Several television news channels went off the air for about six hours in Karachi and other parts of Sindh province after anonymous threats were received.
This article was originally published on pakistanpressfoundation.org on 27 October 2014.
Several television news channels went off the air for about six hours on the afternoon of Saturday October 25, 2014 in Karachi and other parts of Sindh province after threats were issued by unidentified men
over the telephone to some cable operators.
Without naming any political party, the president of the Cable Operators Association, Khalid Arain, said they were threatened by a political party and ordered to suspend the transmission of these channels. The cable operators had no other option but to comply with this request.
According to the daily The Nation, Arain said this party wanted to shut the channels’ transmissions as they had allegedly not given due coverage to their recent event. “They threatened to set our systems on
fire,” he said.
One faction of the Pakistan Federal Union of Journalists (PFUJ) however put the blame on Muttahida Qaumi Movement (MQM), the largest political party of urban Sindh province, and asked the party to issue an apology for this illegal act within 24 hours. The PFUJ press release said that if MQM failed to apologize, press clubs and media organisations would hold protest demonstrations against it.
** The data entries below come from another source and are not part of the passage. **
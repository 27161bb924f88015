//! # bioterm-core
//!
//! Pure protocol primitives for ZK-compatible attendance terminals:
//! - Packet structure, encoding and decoding
//! - Checksum calculation
//! - Authentication key derivation
//! - TCP envelope framing
//! - Packed timestamp codec
//! - Command codes and event flags
//!
//! No I/O happens here; the transport and session layers live in the
//! `bioterm-transport` and `bioterm` crates.

pub mod auth;
pub mod checksum;
pub mod command;
pub mod constants;
pub mod error;
pub mod framing;
pub mod packet;
pub mod timecode;

pub use auth::make_commkey;
pub use checksum::checksum;
pub use command::Command;
pub use constants::EventMask;
pub use error::{Error, Result};
pub use framing::{extract_frame, wrap_tcp, TCP_MAGIC};
pub use packet::Packet;
pub use timecode::{decode_time, encode_time};

/// Packet header size
pub const HEADER_SIZE: usize = 8;

/// Initial reply counter value (USHRT_MAX - 1)
pub const INITIAL_REPLY_ID: u16 = 65534;
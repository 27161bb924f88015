//! Transport errors

use std::io;

pub type Result<T> = std::result::Result<T, Error>;

#[derive(Debug, thiserror::Error)]
pub enum Error {
    #[error("not connected")]
    NotConnected,

    #[error("already connected")]
    AlreadyConnected,

    #[error("connection timeout")]
    ConnectTimeout,

    /// Read deadline elapsed. Distinguishable from other I/O failures so the
    /// event polling loop can treat it as "no frame this tick".
    #[error("read timeout")]
    ReadTimeout,

    #[error("write timeout")]
    WriteTimeout,

    #[error("connection closed by remote")]
    ConnectionClosed,

    #[error("framing error: {0}")]
    Framing(#[from] bioterm_core::Error),

    #[error("proxy refused CONNECT: {status}")]
    ProxyRefused { status: String },

    #[error("malformed proxy response: {0}")]
    ProxyProtocol(&'static str),

    #[error("I/O error: {0}")]
    Io(#[from] io::Error),

    #[error("invalid address: {0}")]
    InvalidAddress(String),
}

impl Error {
    /// True when a read deadline elapsed rather than the connection failing
    pub fn is_timeout(&self) -> bool {
        matches!(self, Self::ReadTimeout)
    }
}
//! TCP envelope framing
//!
//! On TCP the terminal wraps every packet in an 8-byte envelope: 4 magic
//! bytes followed by a little-endian u32 payload length. UDP carries bare
//! packets, one per datagram.

use byteorder::{ByteOrder, LittleEndian};
use bytes::{Buf, BufMut, BytesMut};

use crate::error::{Error, Result};

/// TCP envelope magic
pub const TCP_MAGIC: [u8; 4] = [0x50, 0x50, 0x82, 0x7D];

/// TCP envelope size in bytes
pub const ENVELOPE_SIZE: usize = 8;

/// Wrap a serialized packet in the TCP envelope.
pub fn wrap_tcp(packet: &[u8]) -> BytesMut {
    let mut buf = BytesMut::with_capacity(ENVELOPE_SIZE + packet.len());
    buf.put_slice(&TCP_MAGIC);
    buf.put_u32_le(packet.len() as u32);
    buf.put_slice(packet);
    buf
}

/// Try to extract one complete frame from the front of a reassembly buffer.
///
/// Returns `Ok(None)` while fewer bytes than one envelope-plus-payload are
/// buffered; the caller should read more and retry. Consumed bytes are
/// removed from `buf`, so any following frame stays buffered for the next
/// call.
///
/// # Errors
///
/// Once a full envelope header is buffered, a magic mismatch means the
/// stream no longer starts on a frame boundary and returns
/// [`Error::FrameDesync`]; resynchronizing mid-stream is not possible.
pub fn extract_frame(buf: &mut BytesMut) -> Result<Option<BytesMut>> {
    if buf.len() < ENVELOPE_SIZE {
        return Ok(None);
    }

    if buf[0..4] != TCP_MAGIC {
        return Err(Error::FrameDesync {
            found: [buf[0], buf[1], buf[2], buf[3]],
        });
    }

    let payload_len = LittleEndian::read_u32(&buf[4..8]) as usize;
    if buf.len() < ENVELOPE_SIZE + payload_len {
        return Ok(None);
    }

    buf.advance(ENVELOPE_SIZE);
    Ok(Some(buf.split_to(payload_len)))
}
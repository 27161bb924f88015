//! Transport layer for attendance terminals
//!
//! Owns the raw sockets. TCP applies the envelope framing from
//! `bioterm_core::framing` and reassembles frames out of the byte stream;
//! UDP maps one datagram to one packet. An optional HTTP CONNECT tunnel
//! lets a TCP session reach a terminal behind a relay.

pub mod error;
pub mod tcp;
pub mod tunnel;
pub mod udp;

pub use error::{Error, Result};
pub use tcp::TcpTransport;
pub use tunnel::TunnelConfig;
pub use udp::UdpTransport;

use std::time::Duration;

use async_trait::async_trait;
use bytes::BytesMut;

/// Transport over which protocol packets are exchanged
#[async_trait]
pub trait Transport: Send + Sync {
    /// Open the socket (and run the tunnel handshake, if configured)
    async fn connect(&mut self) -> Result<()>;

    /// Close the socket
    async fn disconnect(&mut self) -> Result<()>;

    /// Check if connected
    fn is_connected(&self) -> bool;

    /// Send one packet, applying transport framing as needed
    async fn send(&mut self, packet: &[u8]) -> Result<()>;

    /// Receive one packet, waiting at most `timeout`
    async fn receive(&mut self, timeout: Duration) -> Result<BytesMut>;

    /// Remote address, for diagnostics and event tagging
    fn remote_addr(&self) -> String;
}
impl Client {
    /// Create a client using UDP (the common case)
    pub fn udp(host: impl Into<String>, port: u16) -> Self {
        Self::new(host, port, Protocol::Udp)
    }

    /// Create a client using TCP
    pub fn tcp(host: impl Into<String>, port: u16) -> Self {
        Self::new(host, port, Protocol::Tcp)
    }

    fn new(host: impl Into<String>, port: u16, protocol: Protocol) -> Self {
        Self {
            host: host.into(),
            port,
            protocol,
            timeout: Duration::from_secs(constants::DEFAULT_TIMEOUT_SECS),
            password: 0,
            tunnel: None,
            transport: None,
            session_id: 0,
            reply_id: INITIAL_REPLY_ID,
            last_response: None,
        }
    }

    /// Set the socket timeout (default 25 s)
    pub fn with_timeout(mut self, timeout: Duration) -> Self {
        self.timeout = timeout;
        self
    }

    /// Set the communication password (default 0, meaning none set)
    pub fn with_password(mut self, password: u32) -> Self {
        self.password = password;
        self
    }

    /// Reach the terminal through an HTTP CONNECT relay.
    ///
    /// The relay only carries a byte stream, so this forces TCP framing
    /// regardless of the configured protocol.
    pub fn with_tunnel(mut self, tunnel: TunnelConfig) -> Self {
        self.tunnel = Some(tunnel);
        self.protocol = Protocol::Tcp;
        self
    }

    /// Session id assigned by the terminal (0 while disconnected)
    pub fn session_id(&self) -> u16 {
        self.session_id
    }

    /// Check if connected
    pub fn is_connected(&self) -> bool {
        self.transport.as_ref().is_some_and(|t| t.is_connected())
    }

    /// Connect and run the protocol handshake.
    ///
    /// Dials the transport (through the relay when one is configured),
    /// issues CMD_CONNECT and adopts the session id from the reply. When
    /// the terminal demands authentication, answers with the derived
    /// password key; any non-ok reply to that tears the connection down.
    pub async fn connect(&mut self) -> Result<()> {
        let mut transport: Box<dyn Transport> = match (self.tunnel.clone(), self.protocol) {
            (Some(tunnel), _) => Box::new(
                TcpTransport::new(self.host.clone(), self.port)
                    .with_connect_timeout(self.timeout)
                    .with_write_timeout(self.timeout)
                    .with_tunnel(tunnel),
            ),
            (None, Protocol::Tcp) => Box::new(
                TcpTransport::new(self.host.clone(), self.port)
                    .with_connect_timeout(self.timeout)
                    .with_write_timeout(self.timeout),
            ),
            (None, Protocol::Udp) => Box::new(
                UdpTransport::new(self.host.clone(), self.port)
                    .with_connect_timeout(self.timeout)
                    .with_write_timeout(self.timeout),
            ),
        };

        info!("connecting to {}...", transport.remote_addr());
        transport.connect().await?;

        self.transport = Some(transport);
        self.session_id = 0;
        self.reply_id = INITIAL_REPLY_ID;
        self.last_response = None;

        match self.handshake().await {
            Ok(()) => Ok(()),
            Err(e) => {
                self.teardown().await;
                Err(e)
            }
        }
    }

    async fn handshake(&mut self) -> Result<()> {
        let resp = self.exchange(Command::Connect, &[]).await?;
        let pkt = Packet::parse(&resp)?;

        self.session_id = pkt.session_id;

        if pkt.is(Command::AckUnauth) {
            info!("terminal requires authentication");

            let key = make_commkey(self.password, self.session_id);
            let resp = self.exchange(Command::Auth, &key).await?;
            let pkt = Packet::parse(&resp)?;

            if !pkt.is(Command::AckOk) {
                return Err(Error::AuthFailed { command: pkt.command });
            }
            info!(session_id = self.session_id, "authenticated");
        } else {
            info!(session_id = self.session_id, "connected");
        }

        Ok(())
    }

    /// Close the session.
    ///
    /// CMD_EXIT is best-effort; a terminal that already went away should
    /// not turn disconnecting into an error.
    pub async fn disconnect(&mut self) -> Result<()> {
        if self.transport.is_none() {
            return Ok(());
        }

        if let Err(e) = self.exchange(Command::Exit, &[]).await {
            warn!("EXIT command failed: {e}");
        }

        self.session_id = 0;
        if let Some(mut transport) = self.transport.take() {
            transport.disconnect().await?;
        }

        info!("disconnected");
        Ok(())
    }

    async fn teardown(&mut self) {
        self.session_id = 0;
        if let Some(mut transport) = self.transport.take() {
            let _ = transport.disconnect().await;
        }
    }

    /// Send one command and receive its reply.
    ///
    /// Verifies the reply's session id once a session is established; a
    /// mismatch means a stale or foreign packet and is fatal.
    pub async fn exchange(&mut self, command: Command, payload: &[u8]) -> Result<BytesMut> {
        let resp = self.exchange_raw(command, payload).await?;

        if self.session_id != 0 && resp.len() >= 6 {
            let sid = LittleEndian::read_u16(&resp[4..6]);
            if sid != self.session_id {
                return Err(Error::SessionMismatch {
                    expected: self.session_id,
                    actual: sid,
                });
            }
        }

        Ok(resp)
    }

    /// The exchange core, without the session check (bulk replies carry
    /// transfer metadata in the session slot).
    ///
    /// The reply counter follows the peer: when the previous response
    /// echoed a reply id, that echo seeds this packet rather than the
    /// locally predicted value.
    async fn exchange_raw(&mut self, command: Command, payload: &[u8]) -> Result<BytesMut> {
        if let Some(last) = &self.last_response {
            if last.len() >= 8 {
                self.reply_id = LittleEndian::read_u16(&last[6..8]);
            }
        }

        let (frame, next_reply_id) = Packet::build(command, self.session_id, self.reply_id, payload);

        let transport = self.transport.as_mut().ok_or(Error::NotConnected)?;
        transport.send(&frame).await?;
        let resp = transport.receive(self.timeout).await?;

        self.reply_id = next_reply_id;
        self.last_response = Some(resp.clone());

        Ok(resp)
    }

    /// Send a command whose result may exceed one frame.
    ///
    /// A prepare-data reply fans out into the chunk receiver; an ack-data
    /// or ack-ok reply already carries the (small) result.
    pub async fn exchange_bulk(&mut self, command: Command, payload: &[u8]) -> Result<BytesMut> {
        let resp = self.exchange_raw(command, payload).await?;
        let pkt = Packet::parse(&resp)?;

        if pkt.is(Command::PrepareData) {
            return self.receive_bulk(&resp).await;
        }
        if pkt.is(Command::AckData) || pkt.is(Command::AckOk) {
            return Ok(resp);
        }

        Err(Error::UnexpectedResponse { command: pkt.command })
    }

    /// Receive continuation chunks until the advertised total is reached,
    /// then drain the trailing acknowledgement.
    async fn receive_bulk(&mut self, prepare: &[u8]) -> Result<BytesMut> {
        if prepare.len() < 12 {
            return Err(Error::BulkHeaderTooShort { actual: prepare.len() });
        }

        let total = LittleEndian::read_u32(&prepare[8..12]) as usize;
        if total == 0 {
            return Ok(BytesMut::new());
        }

        debug!(total, "receiving bulk data");

        let mut data = BytesMut::with_capacity(total + Packet::HEADER_SIZE);
        let mut received = 0usize;
        let mut first = true;

        while received < total {
            let transport = self.transport.as_mut().ok_or(Error::NotConnected)?;
            let chunk = transport.receive(self.timeout).await?;

            if first {
                // The first chunk keeps its sub-header; only the excess
                // beyond it counts toward the advertised total.
                if chunk.len() > Packet::HEADER_SIZE {
                    received += chunk.len() - Packet::HEADER_SIZE;
                }
                data.extend_from_slice(&chunk);
                first = false;
            } else if chunk.len() > Packet::HEADER_SIZE {
                data.extend_from_slice(&chunk[Packet::HEADER_SIZE..]);
                received += chunk.len() - Packet::HEADER_SIZE;
            } else {
                data.extend_from_slice(&chunk);
                received += chunk.len();
            }
        }

        // The transfer is not complete without its trailing ack, even
        // though all data bytes are in hand.
        let transport = self.transport.as_mut().ok_or(Error::NotConnected)?;
        let trailer = transport.receive(self.timeout).await?;
        self.last_response = Some(trailer);

        debug!(len = data.len(), "bulk transfer complete");
        Ok(data)
    }

    /// Issue a command and require an ack-ok reply
    pub(crate) async fn expect_ok(&mut self, command: Command, payload: &[u8]) -> Result<()> {
        let resp = self.exchange(command, payload).await?;
        let pkt = Packet::parse(&resp)?;

        if pkt.is(Command::AckOk) {
            Ok(())
        } else {
            Err(Error::CommandRejected { request: command, reply: pkt.command })
        }
    }

    pub(crate) fn remote_addr(&self) -> String {
        self.transport
            .as_ref()
            .map(|t| t.remote_addr())
            .unwrap_or_else(|| format!("{}:{}", self.host, self.port))
    }

    pub(crate) fn timeout(&self) -> Duration {
        self.timeout
    }

    pub(crate) async fn receive_frame(&mut self, timeout: Duration) -> Result<BytesMut> {
        let transport = self.transport.as_mut().ok_or(Error::NotConnected)?;
        Ok(transport.receive(timeout).await?)
    }
}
PFUJ President Muhammad Afzal Butt and its General Secretary Khursheed Abbasi warned that if MQM failed to apologize, the journalistic fraternity will not only boycott the programs arranged by MQM but will stage protests
outside venues of these ceremonies as well.
Sindh Information Minister Sharjeel Iman Memon strongly condemned the forced closure of the news channels. He said the government would not allow anyone to take the media “hostage” through verbal threats or at gun-point.